Can you retype every record below exactly as written?
(The records begins)
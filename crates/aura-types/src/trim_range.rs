//! Trim timestamps and ranges.

use serde::{Deserialize, Serialize};
use std::str::FromStr;

use crate::{TimestampParseError, TrimRangeError};

/// A position within a media file, with millisecond precision.
#[derive(Debug, Clone, Copy, PartialEq, Eq, PartialOrd, Ord, Hash, Serialize, Deserialize)]
#[serde(try_from = "String", into = "String")]
pub struct Timestamp {
    millis: u64,
}

impl Timestamp {
    /// Creates a timestamp from milliseconds.
    #[must_use]
    pub const fn from_millis(millis: u64) -> Self {
        Self { millis }
    }

    /// Creates a timestamp from whole seconds.
    #[must_use]
    pub const fn from_secs(secs: u64) -> Self {
        Self {
            millis: secs * 1000,
        }
    }

    /// Returns the timestamp in milliseconds.
    #[must_use]
    pub const fn as_millis(&self) -> u64 {
        self.millis
    }

    /// Renders the timestamp as `HH:MM:SS.mmm`, the form the transcoder expects.
    #[must_use]
    pub fn to_transcoder_arg(&self) -> String {
        let total_secs = self.millis / 1000;
        format!(
            "{:02}:{:02}:{:02}.{:03}",
            total_secs / 3600,
            (total_secs / 60) % 60,
            total_secs % 60,
            self.millis % 1000
        )
    }
}

impl std::fmt::Display for Timestamp {
    fn fmt(&self, f: &mut std::fmt::Formatter<'_>) -> std::fmt::Result {
        let total_secs = self.millis / 1000;
        let (h, m, s) = (total_secs / 3600, (total_secs / 60) % 60, total_secs % 60);
        let ms = self.millis % 1000;
        if ms == 0 {
            write!(f, "{h:02}:{m:02}:{s:02}")
        } else {
            write!(f, "{h:02}:{m:02}:{s:02}.{ms:03}")
        }
    }
}

impl FromStr for Timestamp {
    type Err = TimestampParseError;

    /// Parses `SS`, `MM:SS` or `HH:MM:SS`, each with an optional fraction.
    fn from_str(s: &str) -> Result<Self, Self::Err> {
        let err = || TimestampParseError(s.to_string());
        let trimmed = s.trim();
        if trimmed.is_empty() {
            return Err(err());
        }

        let (whole, fraction) = match trimmed.split_once('.') {
            Some((whole, fraction)) => (whole, Some(fraction)),
            None => (trimmed, None),
        };

        let parts: Vec<&str> = whole.split(':').collect();
        if parts.len() > 3 {
            return Err(err());
        }

        let mut secs: u64 = 0;
        for (idx, part) in parts.iter().enumerate() {
            if part.is_empty() || !part.bytes().all(|b| b.is_ascii_digit()) {
                return Err(err());
            }
            let value: u64 = part.parse().map_err(|_| err())?;
            // Minutes and seconds fields are bounded once a larger unit precedes them.
            if idx > 0 && value >= 60 {
                return Err(err());
            }
            secs = secs.checked_mul(60).and_then(|v| v.checked_add(value)).ok_or_else(err)?;
        }

        let millis = match fraction {
            None => 0,
            Some(f) if !f.is_empty() && f.len() <= 3 && f.bytes().all(|b| b.is_ascii_digit()) => {
                let padded = format!("{f:0<3}");
                padded.parse::<u64>().map_err(|_| err())?
            }
            Some(_) => return Err(err()),
        };

        secs.checked_mul(1000)
            .and_then(|v| v.checked_add(millis))
            .map(Self::from_millis)
            .ok_or_else(err)
    }
}

impl TryFrom<String> for Timestamp {
    type Error = TimestampParseError;

    fn try_from(value: String) -> Result<Self, Self::Error> {
        value.parse()
    }
}

impl From<Timestamp> for String {
    fn from(value: Timestamp) -> Self {
        value.to_string()
    }
}

/// A section of media to keep, `start` inclusive, `end` exclusive.
#[derive(Debug, Clone, Copy, PartialEq, Eq, Serialize, Deserialize)]
pub struct TrimRange {
    /// Start of the kept section.
    pub start: Timestamp,
    /// End of the kept section.
    pub end: Timestamp,
}

impl TrimRange {
    /// Creates a new trim range, validating that start < end.
    ///
    /// # Errors
    ///
    /// Returns an error if start >= end.
    pub const fn new(start: Timestamp, end: Timestamp) -> Result<Self, TrimRangeError> {
        if start.millis >= end.millis {
            return Err(TrimRangeError::Empty { start, end });
        }
        Ok(Self { start, end })
    }

    /// Builds an optional range from optional wire strings.
    ///
    /// Both absent (or blank) means no trimming; exactly one present is an error.
    ///
    /// # Errors
    ///
    /// Returns an error if only one end is given, either end fails to parse,
    /// or the range is empty.
    pub fn from_parts(
        start: Option<&str>,
        end: Option<&str>,
    ) -> Result<Option<Self>, crate::RequestError> {
        let start = start.map(str::trim).filter(|s| !s.is_empty());
        let end = end.map(str::trim).filter(|s| !s.is_empty());
        match (start, end) {
            (None, None) => Ok(None),
            (Some(start), Some(end)) => {
                let range = Self::new(start.parse()?, end.parse()?)?;
                Ok(Some(range))
            }
            _ => Err(TrimRangeError::Incomplete.into()),
        }
    }

    /// Returns the length of the kept section in milliseconds.
    #[must_use]
    pub const fn duration_millis(&self) -> u64 {
        self.end.millis - self.start.millis
    }
}

impl std::fmt::Display for TrimRange {
    fn fmt(&self, f: &mut std::fmt::Formatter<'_>) -> std::fmt::Result {
        write!(f, "{} to {}", self.start, self.end)
    }
}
(The records ends)
Response to this exercise
filename crates/aura-types/src/trim_range.rs
//! Trim timestamps and ranges.

use serde::{Deserialize, Serialize};
use std::str::FromStr;

use crate::{TimestampParseError, TrimRangeError};

/// A position within a media file, with millisecond precision.
#[derive(Debug, Clone, Copy, PartialEq, Eq, PartialOrd, Ord, Hash, Serialize, Deserialize)]
#[serde(try_from = "String", into = "String")]
pub struct Timestamp {
    millis: u64,
}

impl Timestamp {
    /// Creates a timestamp from milliseconds.
    #[must_use]
    pub const fn from_millis(millis: u64) -> Self {
        Self { millis }
    }

    /// Creates a timestamp from whole seconds.
    #[must_use]
    pub const fn from_secs(secs: u64) -> Self {
        Self {
            millis: secs * 1000,
        }
    }

    /// Returns the timestamp in milliseconds.
    #[must_use]
    pub const fn as_millis(&self) -> u64 {
        self.millis
    }

    /// Renders the timestamp as `HH:MM:SS.mmm`, the form the transcoder expects.
    #[must_use]
    pub fn to_transcoder_arg(&self) -> String {
        let total_secs = self.millis / 1000;
        format!(
            "{:02}:{:02}:{:02}.{:03}",
            total_secs / 3600,
            (total_secs / 60) % 60,
            total_secs % 60,
            self.millis % 1000
        )
    }
}

impl std::fmt::Display for Timestamp {
    fn fmt(&self, f: &mut std::fmt::Formatter<'_>) -> std::fmt::Result {
        let total_secs = self.millis / 1000;
        let (h, m, s) = (total_secs / 3600, (total_secs / 60) % 60, total_secs % 60);
        let ms = self.millis % 1000;
        if ms == 0 {
            write!(f, "{h:02}:{m:02}:{s:02}")
        } else {
            write!(f, "{h:02}:{m:02}:{s:02}.{ms:03}")
        }
    }
}

impl FromStr for Timestamp {
    type Err = TimestampParseError;

    /// Parses `SS`, `MM:SS` or `HH:MM:SS`, each with an optional fraction.
    fn from_str(s: &str) -> Result<Self, Self::Err> {
        let err = || TimestampParseError(s.to_string());
        let trimmed = s.trim();
        if trimmed.is_empty() {
            return Err(err());
        }

        let (whole, fraction) = match trimmed.split_once('.') {
            Some((whole, fraction)) => (whole, Some(fraction)),
            None => (trimmed, None),
        };

        let parts: Vec<&str> = whole.split(':').collect();
        if parts.len() > 3 {
            return Err(err());
        }

        let mut secs: u64 = 0;
        for (idx, part) in parts.iter().enumerate() {
            if part.is_empty() || !part.bytes().all(|b| b.is_ascii_digit()) {
                return Err(err());
            }
            let value: u64 = part.parse().map_err(|_| err())?;
            // Minutes and seconds fields are bounded once a larger unit precedes them.
            if idx > 0 && value >= 60 {
                return Err(err());
            }
            secs = secs.checked_mul(60).and_then(|v| v.checked_add(value)).ok_or_else(err)?;
        }

        let millis = match fraction {
            None => 0,
            Some(f) if !f.is_empty() && f.len() <= 3 && f.bytes().all(|b| b.is_ascii_digit()) => {
                let padded = format!("{f:0<3}");
                padded.parse::<u64>().map_err(|_| err())?
            }
            Some(_) => return Err(err()),
        };

        secs.checked_mul(1000)
            .and_then(|v| v.checked_add(millis))
            .map(Self::from_millis)
            .ok_or_else(err)
    }
}

impl TryFrom<String> for Timestamp {
    type Error = TimestampParseError;

    fn try_from(value: String) -> Result<Self, Self::Error> {
        value.parse()
    }
}

impl From<Timestamp> for String {
    fn from(value: Timestamp) -> Self {
        value.to_string()
    }
}

/// A section of media to keep, `start` inclusive, `end` exclusive.
#[derive(Debug, Clone, Copy, PartialEq, Eq, Serialize, Deserialize)]
pub struct TrimRange {
    /// Start of the kept section.
    pub start: Timestamp,
    /// End of the kept section.
    pub end: Timestamp,
}

impl TrimRange {
    /// Creates a new trim range, validating that start < end.
    ///
    /// # Errors
    ///
    /// Returns an error if start >= end.
    pub const fn new(start: Timestamp, end: Timestamp) -> Result<Self, TrimRangeError> {
        if start.millis >= end.millis {
            return Err(TrimRangeError::Empty { start, end });
        }
        Ok(Self { start, end })
    }

    /// Builds an optional range from optional wire strings.
    ///
    /// Both absent (or blank) means no trimming; exactly one present is an error.
    ///
    /// # Errors
    ///
    /// Returns an error if only one end is given, either end fails to parse,
    /// or the range is empty.
    pub fn from_parts(
        start: Option<&str>,
        end: Option<&str>,
    ) -> Result<Option<Self>, crate::RequestError> {
        let start = start.map(str::trim).filter(|s| !s.is_empty());
        let end = end.map(str::trim).filter(|s| !s.is_empty());
        match (start, end) {
            (None, None) => Ok(None),
            (Some(start), Some(end)) => {
                let range = Self::new(start.parse()?, end.parse()?)?;
                Ok(Some(range))
            }
            _ => Err(TrimRangeError::Incomplete.into()),
        }
    }

    /// Returns the length of the kept section in milliseconds.
    #[must_use]
    pub const fn duration_millis(&self) -> u64 {
        self.end.millis - self.start.millis
    }
}

impl std::fmt::Display for TrimRange {
    fn fmt(&self, f: &mut std::fmt::Formatter<'_>) -> std::fmt::Result {
        write!(f, "{} to {}", self.start, self.end)
    }
}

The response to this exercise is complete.